Ugh, it's been a while since I made something to share here. It seems like I always realize it's been a long time, then decide I'm going to make a bunch of stuff, and then another few months go by. Time goes by too fast. Doesn't give me a second to catch up. Anyway, I've been busy applying to grad school and stuff, so if I get in next semester hopefully I'll still find some time to make lots of food. Ooh, also my twin sister is moving to Lima, Peru in two weeks. So lots of changes and new things in the next few months. She's also taking her camera with her (the one I usually use to take pictures of my food) so it's time I get one of my own.

So, the most recent beer and food activity I participated in was a beer cook off at Lou's Beer Garden. I made my shrimp and scallops in a creamy coconut milk and witbier sauce. That was my first recipe on this blog, and still one of my favorites. I didn't win but it was still a pretty cool experience. I've never had the chance to give out my food like that to so many people, and everyone seemed to love my dish. It was definitely a challenge to make enough food for 100 tastings since I'm not used to cooking on such a big scale. But it was really nice to have people be able to taste my food instead of just looking at pictures. It was a little bit scary too, with all the judges peering over their papers and asking me to describe my dish. Eeek. Here are some pictures of my food at the event :)

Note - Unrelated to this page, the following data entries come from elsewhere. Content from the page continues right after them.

//! Read-only view of a game, handed to renderers after a tick.
//!
//! A snapshot is a plain value copy: nothing a renderer does with it can reach
//! back into the controller.

use crate::board::Square;
use crate::pieces::{Piece, PieceShape};
use crate::types::{PieceKind, Rgba, BOARD_HEIGHT, BOARD_WIDTH, CELL_BORDER_PX, CELL_FILL_PX, CELL_PX};

/// Screen rect for one cell, in pixels
#[derive(Debug, Clone, Copy, PartialEq, Eq, Hash)]
pub struct CellRect {
    pub x: i32,
    pub y: i32,
    pub w: i32,
    pub h: i32,
    pub color: Rgba,
}

impl CellRect {
    /// Rect for the cell at board column `col`, row `row`
    pub fn for_cell(col: i8, row: i8, color: Rgba) -> Self {
        Self {
            x: col as i32 * CELL_PX + CELL_BORDER_PX,
            y: row as i32 * CELL_PX + CELL_BORDER_PX,
            w: CELL_FILL_PX,
            h: CELL_FILL_PX,
            color,
        }
    }

    /// Board (column, row) this rect was produced for
    pub fn cell(&self) -> (i32, i32) {
        (
            (self.x - CELL_BORDER_PX).div_euclid(CELL_PX),
            (self.y - CELL_BORDER_PX).div_euclid(CELL_PX),
        )
    }
}

/// Receiver of filled rects.
pub trait RenderSink {
    fn fill_rect(&mut self, rect: CellRect);
}

impl RenderSink for Vec<CellRect> {
    fn fill_rect(&mut self, rect: CellRect) {
        self.push(rect);
    }
}

#[derive(Debug, Clone, Copy, PartialEq, Eq, Hash)]
pub struct FallingSnapshot {
    pub kind: PieceKind,
    /// Absolute board cells
    pub cells: PieceShape,
}

impl From<Piece> for FallingSnapshot {
    fn from(value: Piece) -> Self {
        Self {
            kind: value.kind,
            cells: value.board_cells(),
        }
    }
}

#[derive(Debug, Clone, Copy, PartialEq, Eq, Hash)]
pub struct GameSnapshot {
    pub board: [[Square; BOARD_WIDTH as usize]; BOARD_HEIGHT as usize],
    pub falling: Option<FallingSnapshot>,
    pub paused: bool,
    pub game_over: bool,
    pub lines: u32,
}

impl GameSnapshot {
    /// Emit the falling piece's cells, then every placed cell.
    pub fn render(&self, sink: &mut impl RenderSink) {
        if let Some(falling) = self.falling {
            let color = falling.kind.color();
            for &(x, y) in falling.cells.iter() {
                sink.fill_rect(CellRect::for_cell(x, y, color));
            }
        }

        for (y, row) in self.board.iter().enumerate() {
            for (x, square) in row.iter().enumerate() {
                if let Some(color) = square {
                    sink.fill_rect(CellRect::for_cell(x as i8, y as i8, *color));
                }
            }
        }
    }
}

impl Default for GameSnapshot {
    fn default() -> Self {
        Self {
            board: [[None; BOARD_WIDTH as usize]; BOARD_HEIGHT as usize],
            falling: None,
            paused: false,
            game_over: false,
            lines: 0,
        }
    }
}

 Anyway, moving on to my beer risotto. To me, risotto seems like a perfect dish for beer experimentation. The typical risotto process is to cook some onions (or shallots) and maybe garlic in some butter or oil in a large pot. Then add the rice, and after a minute add some wine. Let the rice absorb the wine, and then add chicken or vegetable stock a bit at a time until it is all absorbed and creamy and the rice is perfectly cooked. 
                        
                    

So, as you can see, there is a perfect opportunity to substitute the wine (and some of the stock) for any beer. I mean, think of all the options. If we have a brighter lemon zesty risotto we can use a yummy saison or a hefeweizen. We could do brown ales or even stouts to add depth to earthy flavors. We could make a risotto with pumpkin and some autumn flavors and add a pumpkin beer. We can even make sweet risottos and then there's a million other options there. I opted for a simple shiitake mushroom risotto and added Ellie's Brown Ale for another layer of flavor.



Ingredients:
  • 5 oz shiitake mushrooms, stemmed and sliced
  • 4 oz white mushrooms, sliced
  • 16 oz arborio rice
  • 5 cups chicken stock
  • 2 shallots, chopped
  • 12 oz beer
  • 4 tbsp butter
  • 3 tbsp grated parmesan cheese
  • 2 cloves of garlic, minced
  • handful of parsley, chopped


Directions:
In a large pot, melt two tablespoons of butter over medium heat. Add the shallots and garlic and cook for a few minutes, until the shallots are translucent. Add the arborio rice and cook, stirring, for one minute. Add a cup of the brown ale and cook until the beer is absorbed. Reduce the heat and add a cup of broth, cooking until absorbed. Continue to add the rest of the beer and broth 1 cup at a time, waiting until each cup is absorbed before adding the next one. Meanwhile, melt 1 tablespoon of butter in a large pan and cook the chopped mushrooms for 5 minutes with salt and pepper. When the risotto is done it will be creamy and the rice al dente; it will take about 20 minutes. Season with salt and pepper and stir in the parmesan cheese, 1 tablespoon of butter, mushrooms, and parsley.